This is the second in my series of How to Pass the DELF B2 exam.
As you may have read in my previous post DELF B2 – a personal triumph I recently took and passed the DELF B2 exam. Here I give you my tips for how to do the same. I found there is a severe lack of blog posts detailing peoples’ personal experiences. I hope to save you time and stress so you can focus on the study.
Get a teacher
If you’re studying alone like me having an online teacher is a great idea. For me it was invaluable. Having someone to ask the plethora of questions you have regarding your progress, direction of study, or simply for extra speaking practice is crucial.
Go to italki of which I have been a fan for a long time now. You can search for teachers, tutors or language partners. I talk more about it in my previous post about 5 great online language learning resources. For the DELF B2 you should take the following steps (once you’ve created an account):
From any page on italki, select Find A Teacher at the top.
Then filter your search by selecting French as the taught language.
Further filter the search by selecting Tags and Test Preparation. DELF will then appear underneath if you have selected French as your target language.
You now have the choice between Teachers and Tutors. Teachers are professionally qualified and hold one of many possible qualifications. Tutors are native speakers who love to share their language. They cost less, and I’ve had very good experiences with this option. However, as we are preparing for the DELF I advise you to go for a professional teacher.
Who did you choose?
If you’d like to go by my recommendation or at least start your search from there, I chose a teacher called Jean. Here is his italki teacher profile.
Get the right book
It’s good to have a text book to work through. When I first embarked on my quest to pass the DELF B2 I was overwhelmed with all the material I found online. The problem was that I didn’t feel any one place offered me all I needed or was clear enough. The book I settled on? Voilà: Réussir Le DELF B2 (link to Amazon). It’s the book I settled on (recommended by my italki teacher Jean), and it comes highly recommended by reviews online, namely Amazon because that’s where I typically buy from.

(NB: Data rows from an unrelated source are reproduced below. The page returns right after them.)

use raves_web::App;

fn main() {
    if let Err(e) = dioxus::logger::init(tracing::Level::INFO) {
        eprintln!("Failed to initialize logging: {}", e);
    }
    dioxus::launch(App);
}
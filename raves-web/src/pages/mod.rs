mod home;
mod layout;
mod movie_detail;
mod search;

pub use home::Home;
pub use layout::AppLayout;
pub use movie_detail::MovieDetail;
pub use search::Search;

Réussir Le DELF B2 book is the official book of the DELF B2 exam. It guides you through each competency with helpful information and activities throughout to prepare you for the exam itself. What I found most useful were the audio activities. There are almost 50 activities to help you identify the message, the context, the tone, and the style of speech. So even when you are not sure you’ve completely understood what’s said, you know whether it’s an interview, questions are being asked, or statistics are being given, etc.
Practice every day
This goes without saying, but the DELF B2 is a tough exam. The most notably difficult part is the listening. Therefore you need to be regularly exposing yourself to the language (your eyes and ears that is). This was the part of the exam that I almost failed. So it’s imperative you don’t take this section or any other for granted. Study, study, study. I’ve included some resources at the end of this post. Above all use the activities in the DELF B2 book. For speaking, schedule language exchanges and lessons with your italki teacher.
Go Public With Your Goal
Use somewhere to publicise your goal. This will give you further motivation if you feel there’s a chance you’ll quit. For me, I wanted it enough. However, I still went public with my goal to pass the DELF B2 by a certain date by posting it on the Fluent In 3 Months forum. You can read similar stories of people striving to reach their own objectives. This can help with concerns, queries, and a place to voice your thoughts as you study alone!
Here’s my own thread. I was quite stressed out as you can see! But I received some great advice and links.
- The daily news summary on RFI Français Facile. A 10 minute summary of world news, at a fast, but for B2 students, challenging pace.
- Listen to podcasts. In the past I have enjoyed Coffee Break French and I paid for a subscription of FrenchPod101.com. I would suggest their Upper Intermediate courses for DELF B2 students.
- Online activities such as those on TV5 Monde. Don’t worry if you find these very tough. Just listen several times and get as much information as possible without being too specific and losing track.